National Maritime Museum, Greenwich, London displays Nelson’s Ship in a Bottle by Yinka Shonibare, a 1:30 replica of Nelson’s flagship, HMS ‘Victory’ on which he died during the Battle of Trafalgar on 21 October 1805. It has 80 guns and 37 sails set as on the day of battle. The richly patterned sails were inspired by Indonesian batik, mass-produced by Dutch traders and sold in West Africa. The sculpture is 15.4 ft long and measures 7.7 ft from the keel to the top of the main mast.
The moon is subdued by the clouds but the Shard in London is lit up against the night sky
Night lighting at the Tower of London provides glamour to a London landmark
The docks around Tower Bridge in London are empty at night but the bridge is illuminated to show off its beauty
A lighted Tower Bridge in London …..
Buildings on Thames lighted up on a cloudy, moonlit night in London
Views of London from the Royal Observatory Greenwich – an observatory situated on a hill in Greenwich Park, overlooking the River Thames. It played a major role in the history of astronomy and navigation, and is best known for the fact that the prime meridian passes through it, and thereby gave its name to Greenwich Mean Time. There is actually a physical line where one can stand on both the East and West of the prime meridian.
The Millennium Bridge was the first new bridge to be built over the Thames in London for more than 100 years. Usually, all new bridges across the Thames require an Act of Parliament to be passed. For the Millennium Bridge, that need was avoided: instead the Port of London Authority granted a licence for the structure, obtaining planning permissions from the City of London and London Borough of Southwark.
Its official title is the London Millennium Footbridge.
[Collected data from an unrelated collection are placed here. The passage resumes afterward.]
//! Summarizer seam for rollups.
//!
//! The engine only depends on the [`Summarizer`] trait. Model-backed
//! implementations live with the host; [`ExtractiveSummarizer`] is a
//! deterministic fallback that needs no model.

use serde::{Deserialize, Serialize};
use serde_json::{json, Value};

use dolt_core::{DatesCovered, ModelSelection, Record, SummaryMode};

/// One record handed to the summarizer.
#[derive(Clone, Debug, PartialEq, Serialize, Deserialize)]
#[serde(rename_all = "camelCase")]
pub struct SummarySource {
    pub pointer: String,
    pub role: String,
    pub content: String,
    pub timestamp_ms: i64,
}

impl SummarySource {
    pub fn from_record(record: &Record) -> Self {
        Self {
            pointer: record.pointer.clone(),
            role: record.role().to_string(),
            content: record.source_text(),
            timestamp_ms: record.event_ts_ms,
        }
    }
}

#[derive(Clone, Debug, PartialEq, Serialize, Deserialize)]
#[serde(rename_all = "camelCase")]
pub struct SummarizeParams {
    pub mode: SummaryMode,
    pub child_pointers: Vec<String>,
    pub dates_covered: DatesCovered,
    pub sources: Vec<SummarySource>,
    pub finalized_at_reset: bool,
}

#[derive(Clone, Debug, PartialEq, Serialize, Deserialize)]
#[serde(rename_all = "camelCase")]
pub struct SummarizeResult {
    pub summary: String,
    #[serde(default)]
    pub metadata: Value,
    pub model_selection: ModelSelection,
}

/// Produces the summary text for a rollup. The only await point of a rollup.
#[async_trait::async_trait]
pub trait Summarizer: Send + Sync {
    async fn summarize(&self, params: &SummarizeParams) -> Result<SummarizeResult, SummarizerError>;
}

/// Errors that can occur during summarization.
#[derive(Debug, thiserror::Error)]
pub enum SummarizerError {
    /// The model call timed out.
    #[error("summarizer timed out after {timeout_ms}ms")]
    Timeout { timeout_ms: u64 },

    /// The model returned unparseable output.
    #[error("failed to parse summarizer response: {reason}")]
    ParseError { reason: String },

    /// The model call failed.
    #[error("summarizer call failed: {message}")]
    CallFailed { message: String },
}

const DEFAULT_LINE_LIMIT: usize = 200;

/// Model-free summarizer: a header line plus one truncated line per source.
pub struct ExtractiveSummarizer {
    line_limit: usize,
}

impl ExtractiveSummarizer {
    #[must_use]
    pub fn new() -> Self {
        Self {
            line_limit: DEFAULT_LINE_LIMIT,
        }
    }

    /// Cap each source line at `line_limit` characters.
    #[must_use]
    pub fn with_line_limit(line_limit: usize) -> Self {
        Self {
            line_limit: line_limit.max(4),
        }
    }

    fn render(&self, params: &SummarizeParams) -> String {
        let mut out = format!(
            "[{}] {} source(s), {}..{}",
            params.mode,
            params.sources.len(),
            params.dates_covered.start_epoch_ms,
            params.dates_covered.end_epoch_ms,
        );
        if params.finalized_at_reset {
            out.push_str(" (finalized at reset)");
        }
        for source in &params.sources {
            let line = collapse_whitespace(&source.content);
            out.push_str(&format!(
                "\n- {}: {}",
                source.role,
                truncate(&line, self.line_limit)
            ));
        }
        out
    }
}

impl Default for ExtractiveSummarizer {
    fn default() -> Self {
        Self::new()
    }
}

#[async_trait::async_trait]
impl Summarizer for ExtractiveSummarizer {
    async fn summarize(&self, params: &SummarizeParams) -> Result<SummarizeResult, SummarizerError> {
        Ok(SummarizeResult {
            summary: self.render(params),
            metadata: json!({
                "extractive": true,
                "sourceCount": params.sources.len(),
            }),
            model_selection: ModelSelection {
                provider: "dolt".into(),
                model_id: "extractive".into(),
            },
        })
    }
}

fn collapse_whitespace(text: &str) -> String {
    text.split_whitespace().collect::<Vec<_>>().join(" ")
}

/// Truncate to at most `max_chars` characters, ending in `...` when cut.
fn truncate(text: &str, max_chars: usize) -> String {
    if text.chars().count() <= max_chars {
        return text.to_string();
    }
    let keep = max_chars.saturating_sub(3);
    let cut: String = text.chars().take(keep).collect();
    format!("{cut}...")
}

#[cfg(test)]
mod tests {
    use super::*;

    fn params(mode: SummaryMode, contents: &[&str]) -> SummarizeParams {
        SummarizeParams {
            mode,
            child_pointers: (0..contents.len()).map(|i| format!("turn:s1:msg:{i}")).collect(),
            dates_covered: DatesCovered {
                start_epoch_ms: 100,
                end_epoch_ms: 200,
            },
            sources: contents
                .iter()
                .enumerate()
                .map(|(i, c)| SummarySource {
                    pointer: format!("turn:s1:msg:{i}"),
                    role: if i % 2 == 0 { "user".into() } else { "assistant".into() },
                    content: (*c).to_string(),
                    timestamp_ms: 100 + i as i64,
                })
                .collect(),
            finalized_at_reset: false,
        }
    }

    #[tokio::test]
    async fn extractive_renders_header_and_lines() {
        let result = ExtractiveSummarizer::new()
            .summarize(&params(SummaryMode::Leaf, &["fix the parser", "done, tests pass"]))
            .await
            .unwrap();
        let lines: Vec<&str> = result.summary.lines().collect();
        assert_eq!(lines[0], "[leaf] 2 source(s), 100..200");
        assert_eq!(lines[1], "- user: fix the parser");
        assert_eq!(lines[2], "- assistant: done, tests pass");
        assert_eq!(result.model_selection.model_id, "extractive");
        assert_eq!(result.metadata["sourceCount"], 2);
    }

    #[tokio::test]
    async fn extractive_marks_reset_and_truncates() {
        let long = "word ".repeat(100);
        let mut p = params(SummaryMode::ResetShortBindle, &[long.as_str()]);
        p.finalized_at_reset = true;
        let result = ExtractiveSummarizer::with_line_limit(20)
            .summarize(&p)
            .await
            .unwrap();
        assert!(result.summary.starts_with("[reset-short-bindle] 1 source(s)"));
        assert!(result.summary.contains("(finalized at reset)"));
        let line = result.summary.lines().nth(1).unwrap();
        assert_eq!(line, "- user: word word word wo...");
    }

    #[test]
    fn truncate_respects_char_boundaries() {
        assert_eq!(truncate("hello", 10), "hello");
        assert_eq!(truncate("hello", 5), "hello");
        let crabs = "🦀".repeat(10);
        let cut = truncate(&crabs, 5);
        assert_eq!(cut, "🦀🦀...");
    }

    #[test]
    fn whitespace_is_collapsed() {
        assert_eq!(collapse_whitespace("a\n\n  b\tc "), "a b c");
    }
}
But no-one calls it that. Instead, it’ll probably always be called the Wobbly Bridge. Around 80,000 people crossed the bridge on its opening day, with around 2,000 on the bridge at any one time. Those on the southern and central spans felt the bridge begin to sway and twist in regular oscillations. While there was no chance that the bridge actually would fall down, engineers felt that the wobble needed to be stopped.
A different perspective of a bright red tourist boat passing under the Tower Bridge, London
The Thames has supported London’s trade, tourism and traffic for centuries. But as the capital’s population reaches new records, the river is the latest piece of infrastructure to begin to feel the strain.
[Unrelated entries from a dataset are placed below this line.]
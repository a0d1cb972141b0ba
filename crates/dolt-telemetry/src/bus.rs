use std::sync::atomic::{AtomicU64, Ordering};
use std::sync::Arc;

use parking_lot::RwLock;
use tokio::sync::broadcast;
use tracing::debug;

use crate::events::TelemetryEvent;

/// Callback invoked synchronously for every emitted event.
pub type TelemetryHandler = Arc<dyn Fn(&TelemetryEvent) + Send + Sync>;

/// Handle returned by [`TelemetryBus::subscribe`].
#[derive(Clone, Copy, Debug, Hash, PartialEq, Eq)]
pub struct SubscriptionId(u64);

struct BusInner {
    handlers: RwLock<Vec<(SubscriptionId, TelemetryHandler)>>,
    next_id: AtomicU64,
    tx: broadcast::Sender<TelemetryEvent>,
}

/// Fan-out point for telemetry events. Cheap to clone; clones share
/// subscribers.
#[derive(Clone)]
pub struct TelemetryBus {
    inner: Arc<BusInner>,
}

impl TelemetryBus {
    pub fn new() -> Self {
        Self::with_capacity(1024)
    }

    /// `capacity` bounds the broadcast backlog for channel subscribers.
    pub fn with_capacity(capacity: usize) -> Self {
        let (tx, _) = broadcast::channel(capacity.max(1));
        Self {
            inner: Arc::new(BusInner {
                handlers: RwLock::new(Vec::new()),
                next_id: AtomicU64::new(1),
                tx,
            }),
        }
    }

    /// Register a handler. Keep the returned id to unsubscribe.
    pub fn subscribe(
        &self,
        handler: impl Fn(&TelemetryEvent) + Send + Sync + 'static,
    ) -> SubscriptionId {
        let id = SubscriptionId(self.inner.next_id.fetch_add(1, Ordering::Relaxed));
        self.inner.handlers.write().push((id, Arc::new(handler)));
        id
    }

    /// Remove a handler. Returns false if it was not registered.
    pub fn unsubscribe(&self, id: SubscriptionId) -> bool {
        let mut handlers = self.inner.handlers.write();
        let before = handlers.len();
        handlers.retain(|(sid, _)| *sid != id);
        handlers.len() != before
    }

    /// Async consumers receive events through a broadcast channel.
    /// Slow receivers observe `RecvError::Lagged` rather than blocking emitters.
    pub fn subscribe_channel(&self) -> broadcast::Receiver<TelemetryEvent> {
        self.inner.tx.subscribe()
    }

    pub fn handler_count(&self) -> usize {
        self.inner.handlers.read().len()
    }

    pub fn emit(&self, event: TelemetryEvent) {
        debug!(
            event_type = event.event_type(),
            session_id = event.session_id.as_ref().map(|s| s.as_str()).unwrap_or(""),
            "telemetry event"
        );

        // Snapshot so handlers may subscribe/unsubscribe without deadlocking.
        let handlers: Vec<TelemetryHandler> = self
            .inner
            .handlers
            .read()
            .iter()
            .map(|(_, h)| Arc::clone(h))
            .collect();
        for handler in handlers {
            handler(&event);
        }

        // No receivers is fine.
        let _ = self.inner.tx.send(event);
    }
}

impl Default for TelemetryBus {
    fn default() -> Self {
        Self::new()
    }
}

impl std::fmt::Debug for TelemetryBus {
    fn fmt(&self, f: &mut std::fmt::Formatter<'_>) -> std::fmt::Result {
        f.debug_struct("TelemetryBus")
            .field("handlers", &self.handler_count())
            .finish()
    }
}

/// Test helper: collects every event emitted on a bus.
#[derive(Clone, Default)]
pub struct EventCollector {
    events: Arc<parking_lot::Mutex<Vec<TelemetryEvent>>>,
}

impl EventCollector {
    pub fn attach(bus: &TelemetryBus) -> Self {
        let collector = Self::default();
        let sink = collector.events.clone();
        let _ = bus.subscribe(move |evt| sink.lock().push(evt.clone()));
        collector
    }

    pub fn events(&self) -> Vec<TelemetryEvent> {
        self.events.lock().clone()
    }

    pub fn of_type(&self, event_type: &str) -> Vec<TelemetryEvent> {
        self.events
            .lock()
            .iter()
            .filter(|e| e.event_type() == event_type)
            .cloned()
            .collect()
    }

    pub fn clear(&self) {
        self.events.lock().clear();
    }
}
HMS Belfast (on the right below) is a Town-class light cruiser that was built for the Royal Navy. She is now permanently moored as a museum ship on the River Thames in London and is operated by the Imperial War Museum.
The Tower Bridge and the ever-present red double-decker bus are definitely icons of London.
Sometimes confused with London Bridge, situated some 0.5 mi upstream, Tower Bridge has become an iconic symbol of London. It is a combined bascule and suspension bridge, built between 1886 and 1894. The bridge crosses the River Thames close to the Tower of London.
The majority of buses in London are still red and therefore the red double-decker bus remains a widely recognized symbol of the city.
Reflections of modern London caught on a glass window on the bank of River Thames
The Greater London metropolitan area contains the most skyscrapers in the European Union. As of 2018, there were 31 skyscrapers in London that reached a roof height of at least 150 meters (492 ft). 76 more buildings were built in 2019. Here is a view of modern architecture from across River Thames.
The Shard in London, referred to as the Shard of Glass, is a 95-story super-tall skyscraper, designed by the Italian architect Renzo Piano. Standing 1,016 ft high, the Shard is the tallest building in the United Kingdom.
The traditional brick buildings with modern glass skyscrapers blend into the skyline of London
Flowers, people, and the red double-decker bus add color to the area around St. Paul’s Cathedral in London
With it’s world famous dome, St. Paul’s Cathedral is an iconic part of London’s skyline. After being destroyed four times throughout history, the current cathedral – designed by Christopher Wren – has lived through three centuries, and its dome is the second largest in the world at 366 feet high.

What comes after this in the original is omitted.